Bonjour,
Je me prénomme Sophie. J'ai trente ans, je suis mariée et on me dit assez jolie.J'ai toujours été une femme bien comme il faut. Issue d'un milieu aisé, avec des parents ayant toujours insisté sur le bien et le mal, je me rangeais du côté des gens ayant le sens du devoir.
Il y a quelques mois de cela, j'ai reçu un message électronique curieux qui me proposait de me divertir, en échange d'une soumission totale. Le message était libellé avec des termes recherchés et des tournures agréables, sans aucun mot vulgaire, ce qui m'a incitée à le lire.

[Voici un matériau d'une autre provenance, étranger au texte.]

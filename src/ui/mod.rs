pub(crate) mod app;
pub(crate) mod commands;
pub(crate) mod render;
pub(crate) mod screens;
pub(crate) mod theme;
pub(crate) mod util;

#[cfg(test)]
#[path = "util_tests.rs"]
mod util_tests;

Ce qui a commencé à me plaire, c'est le côté anonyme de cet échange. Le fait que je puisse correspondre avec quelqu'un sans le connaitre.Mon mari était très occupé par son travail et j'ai commencé à prendre plaisir à ces courriers. Peu à peu, les demandes de cet inconnu se sont faites plus précises et peu à peu, j'ai sombré dans la débauche.
Les demandes de mon inconnu se sont orientées peu à peu sur l'exhibition et bien sur
Je me suis aperçue que peu à peu, je sombrais dans la débauche, mais que le plus étonnant était que j'aimais cela.
Lorsque ces mails ont cessés, je me suis rendu compte que j'étais accro.
J'ai alors passé une annonce et j'ai eu un autre Maître.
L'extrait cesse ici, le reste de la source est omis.